You’ve probably already heard that a healthy body equals a healthy mind, and that statement remains true with or without your period. In fact, doing some exercise when you’re on your period can reduce stress and pain levels, as well as send some much needed endorphins your way. Although exercise can benefit you during your period, it can also have the opposite effect if you push yourself too far. Furthermore, choosing when to do certain exercises during your period can prove them to be less or more effective.¹
Should I stick to or alternate my exercise routine while on my period?
Many women find no problem sticking to their usual exercise routine, they might even prefer keeping things as consistent as possible to keep their sanity.
Where it’s recommended not to push yourself too hard during this time, some women feel their strongest at this point.² The reason behind this could be because your estrogen levels are lower than usual at the beginning of your period. When estrogen levels are lower, you can access energy in your body more easily.¹ So, if you want to try adding in a couple more strength exercises or laps to your routine, then this would be the best time to do so.
However, as you also lose a lot of iron when you have your period, it’s pretty normal not to feel at your strongest or most energetic - and that’s also okay.³
Exercises to add or avoid
Whether you are feeling like the queen of your castle, or like you’ve tripped and fallen into the moat, a little exercise can go a long way during your period. Moderate, low-intensity exercises are generally the best form of exercise during your period.¹ Pushing yourself too hard can result in muscle pain and even more cramping, so you might want to avoid high-intensity workouts as far as possible.

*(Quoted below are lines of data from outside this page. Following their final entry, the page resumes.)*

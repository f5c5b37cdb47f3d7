use std::sync::mpsc::{self, Receiver, Sender, SyncSender};
use std::thread;

use enigo::Keyboard as _;
use enigo::Mouse as _;
use enigo::{Axis, Button as EButton, Coordinate, Direction, Enigo, Key as EKey, Settings};
use tracing::{debug, info, trace, warn};

use super::{InputAction, InputReplayer, Scale};
use crate::error::{InputError, PermissionStatus};
use crate::model::{Key, MouseButton};

enum Request {
    Send {
        action: InputAction,
        reply: SyncSender<Result<(), InputError>>,
    },
    Probe {
        reply: SyncSender<PermissionStatus>,
    },
}

/// Injects input through Enigo, with optional dry-run mode.
///
/// Enigo is owned by a dedicated worker thread (it is not `Send` on every
/// platform). `send` blocks until the worker has finished the transition, so an
/// injection that has started always completes.
pub struct EnigoReplayer {
    dry_run: bool,
    requests: Sender<Request>,
}

impl EnigoReplayer {
    /// Create a replayer. In dry-run mode actions are only logged.
    pub fn new(dry_run: bool) -> Result<Self, InputError> {
        let (requests, rx) = mpsc::channel();
        thread::Builder::new()
            .name("autoreplay-inject".into())
            .spawn(move || run_worker(rx))
            .map_err(|e| InputError::Unavailable(format!("failed to spawn injection thread: {e}")))?;
        Ok(Self { dry_run, requests })
    }

    /// Returns whether the replayer is in dry-run mode.
    pub fn is_dry_run(&self) -> bool {
        self.dry_run
    }

    fn worker_gone() -> InputError {
        InputError::Unavailable("injection thread stopped".into())
    }
}

impl InputReplayer for EnigoReplayer {
    fn name(&self) -> &'static str {
        "enigo"
    }

    fn send(&self, action: &InputAction, scale: Scale) -> Result<(), InputError> {
        let action = scaled(*action, scale);
        if self.dry_run {
            info!(target: "autoreplay::replay", ?action, "DRY-RUN send");
            return Ok(());
        }
        let (reply, rx) = mpsc::sync_channel(1);
        self.requests
            .send(Request::Send { action, reply })
            .map_err(|_| Self::worker_gone())?;
        rx.recv().map_err(|_| Self::worker_gone())?
    }

    fn check_permission(&self) -> PermissionStatus {
        if self.dry_run {
            return PermissionStatus::Granted;
        }
        let (reply, rx) = mpsc::sync_channel(1);
        if self.requests.send(Request::Probe { reply }).is_err() {
            return PermissionStatus::Unknown("injection thread stopped".into());
        }
        rx.recv()
            .unwrap_or_else(|_| PermissionStatus::Unknown("injection thread stopped".into()))
    }
}

fn scaled(action: InputAction, scale: Scale) -> InputAction {
    match action {
        InputAction::MouseMove { x, y } => {
            let (x, y) = scale.apply(x, y);
            InputAction::MouseMove { x, y }
        }
        InputAction::MouseDown { button, x, y } => {
            let (x, y) = scale.apply(x, y);
            InputAction::MouseDown { button, x, y }
        }
        InputAction::MouseUp { button, x, y } => {
            let (x, y) = scale.apply(x, y);
            InputAction::MouseUp { button, x, y }
        }
        other => other,
    }
}

fn run_worker(rx: Receiver<Request>) {
    let mut enigo: Option<Enigo> = None;
    for request in rx {
        match request {
            Request::Send { action, reply } => {
                let result = ensure_enigo(&mut enigo).and_then(|e| perform(e, action));
                if let Err(err) = &result {
                    warn!(target: "autoreplay::replay", ?action, error = %err, "injection failed");
                }
                let _ = reply.send(result);
            }
            Request::Probe { reply } => {
                let status = match ensure_enigo(&mut enigo) {
                    Ok(_) => PermissionStatus::Granted,
                    Err(InputError::PermissionDenied(reason)) => PermissionStatus::Denied(reason),
                    Err(other) => PermissionStatus::Unknown(other.to_string()),
                };
                let _ = reply.send(status);
            }
        }
    }
    debug!(target: "autoreplay::replay", "injection thread exiting");
}

fn ensure_enigo(slot: &mut Option<Enigo>) -> Result<&mut Enigo, InputError> {
    if slot.is_none() {
        trace!(target: "autoreplay::replay", "Initializing Enigo");
        let enigo = Enigo::new(&Settings::default())
            .map_err(|e| InputError::from_backend_message(format!("Failed to initialize Enigo: {e}")))?;
        *slot = Some(enigo);
    }
    slot.as_mut()
        .ok_or_else(|| InputError::Unavailable("Enigo is not initialized".into()))
}

fn perform(enigo: &mut Enigo, action: InputAction) -> Result<(), InputError> {
    let transient = |e: enigo::InputError| InputError::Transient(e.to_string());
    trace!(target: "autoreplay::replay", ?action, "send");
    match action {
        InputAction::KeyDown { key } => enigo.key(map_key(key)?, Direction::Press).map_err(transient),
        InputAction::KeyUp { key } => enigo.key(map_key(key)?, Direction::Release).map_err(transient),
        InputAction::MouseMove { x, y } => enigo.move_mouse(x, y, Coordinate::Abs).map_err(transient),
        InputAction::MouseDown { button, x, y } => {
            enigo.move_mouse(x, y, Coordinate::Abs).map_err(transient)?;
            enigo
                .button(map_mouse_button(button), Direction::Press)
                .map_err(transient)
        }
        InputAction::MouseUp { button, x, y } => {
            enigo.move_mouse(x, y, Coordinate::Abs).map_err(transient)?;
            enigo
                .button(map_mouse_button(button), Direction::Release)
                .map_err(transient)
        }
        InputAction::Wheel { delta_x, delta_y } => {
            if delta_x != 0 {
                enigo.scroll(delta_x, Axis::Horizontal).map_err(transient)?;
            }
            if delta_y != 0 {
                enigo.scroll(delta_y, Axis::Vertical).map_err(transient)?;
            }
            Ok(())
        }
    }
}

fn map_key(key: Key) -> Result<EKey, InputError> {
    let mapped = match key {
        Key::Char(c) => EKey::Unicode(c),
        Key::Function(n) => map_function_key(n)?,
        Key::Return => EKey::Return,
        Key::Escape => EKey::Escape,
        Key::Backspace => EKey::Backspace,
        Key::Tab => EKey::Tab,
        Key::Space => EKey::Space,
        Key::Delete => EKey::Delete,
        Key::Home => EKey::Home,
        Key::End => EKey::End,
        Key::PageUp => EKey::PageUp,
        Key::PageDown => EKey::PageDown,
        Key::Up => EKey::UpArrow,
        Key::Down => EKey::DownArrow,
        Key::Left => EKey::LeftArrow,
        Key::Right => EKey::RightArrow,
        Key::Shift => EKey::Shift,
        Key::Control => EKey::Control,
        Key::Alt => EKey::Alt,
        Key::Meta => EKey::Meta,
        Key::CapsLock => EKey::CapsLock,
        Key::Raw(code) => EKey::Other(code),
    };
    Ok(mapped)
}

fn map_function_key(n: u8) -> Result<EKey, InputError> {
    let key = match n {
        1 => EKey::F1,
        2 => EKey::F2,
        3 => EKey::F3,
        4 => EKey::F4,
        5 => EKey::F5,
        6 => EKey::F6,
        7 => EKey::F7,
        8 => EKey::F8,
        9 => EKey::F9,
        10 => EKey::F10,
        11 => EKey::F11,
        12 => EKey::F12,
        13 => EKey::F13,
        14 => EKey::F14,
        15 => EKey::F15,
        16 => EKey::F16,
        17 => EKey::F17,
        18 => EKey::F18,
        19 => EKey::F19,
        20 => EKey::F20,
        other => {
            return Err(InputError::Unavailable(format!(
                "F{other} cannot be injected on this platform"
            )));
        }
    };
    Ok(key)
}

fn map_mouse_button(btn: MouseButton) -> EButton {
    match btn {
        MouseButton::Left => EButton::Left,
        MouseButton::Middle => EButton::Middle,
        MouseButton::Right => EButton::Right,
    }
}

#[cfg(test)]
mod tests {
    use super::*;

    #[test]
    fn dry_run_never_touches_the_os() {
        let replayer = EnigoReplayer::new(true).unwrap();
        assert!(replayer.is_dry_run());
        replayer
            .send(&InputAction::KeyDown { key: Key::Char('a') }, Scale::IDENTITY)
            .unwrap();
        assert_eq!(replayer.check_permission(), PermissionStatus::Granted);
    }

    #[test]
    fn scaling_applies_to_mouse_only() {
        let scale = Scale {
            factor_x: 2.0,
            factor_y: 3.0,
            offset_x: 1,
            offset_y: 1,
        };
        assert_eq!(
            scaled(InputAction::MouseDown { button: MouseButton::Left, x: 2, y: 2 }, scale),
            InputAction::MouseDown { button: MouseButton::Left, x: 5, y: 7 }
        );
        let key = InputAction::KeyUp { key: Key::Tab };
        assert_eq!(scaled(key, scale), key);
    }

    #[test]
    fn keys_map_to_enigo() {
        assert!(matches!(map_key(Key::Char('q')), Ok(EKey::Unicode('q'))));
        assert!(matches!(map_key(Key::Function(12)), Ok(EKey::F12)));
        assert!(map_key(Key::Function(40)).is_err());
        assert!(matches!(map_key(Key::Raw(57)), Ok(EKey::Other(57))));
    }
}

Furthermore, there’s probably a far greater chance that you’ll feel motivated to exercise during your period if there’s less pressure on you. You could try switching it up during your period by going to a muscle-relaxing yoga class to reduce your pain and ease your body and mind. Or, catch some fresh air and take a short, daily walk outside.²
Can I go running on my period?
If you do wish to run during your period, opt for something relaxing like a light jog over a heavy sprint.²
You might even find that you’ll benefit more than you would from powering through, because you won’t experience any added pain the next day. Also, remember to change your preferred sanitary option as soon as you’re finished, to avoid any bacterial infections.
Which sanitary option is best for working out?
The best sanitary options for you really depend on what you wish to gain from using them. For example, if you are a swimmer, you’d probably be best off opting for a tampon or a menstrual cup, because you shouldn’t swim with a pad. When you’re doing any form of exercise where you might be wearing tight-fitting pants, you might also prefer something more discreet like a tampon. This is because wearing pads might stand out more and feel uncomfortable when wearing tighter fitting active gear.
Another thing to bear in mind when exercising on your period is that pads might move around, causing some friction and discomfort. For this reason, if you prefer using pads during exercise you might want to consider one that’s ultra-thin, shaped to fit your body and move as you go, or one that’s made from cloth.
Pantyliners or period panties
Whether you choose tampons, cups or pads, you’ll want to have a leak-proof backup plan intact. Because you move around a lot more when you’re active than when you are more stationary, you might want to consider adding a pantyliner or a pair of period panties into the mix. This way, you’ll have double the protection. This can be especially to your advantage when the duration of your exercise is over a longer period, or when there simply isn’t a time or place to check in on the situation.
When it comes to choosing the best sanitary option to use when working out, you might want to keep a few different options with you, instead of relying on just one. You don’t want to land up in a situation where you feel like your period is holding you back, and exercise during your period should add to your well-being, not be stressful. In this case, you’ll be best prepared, so you can relax, enjoy and go with the flow.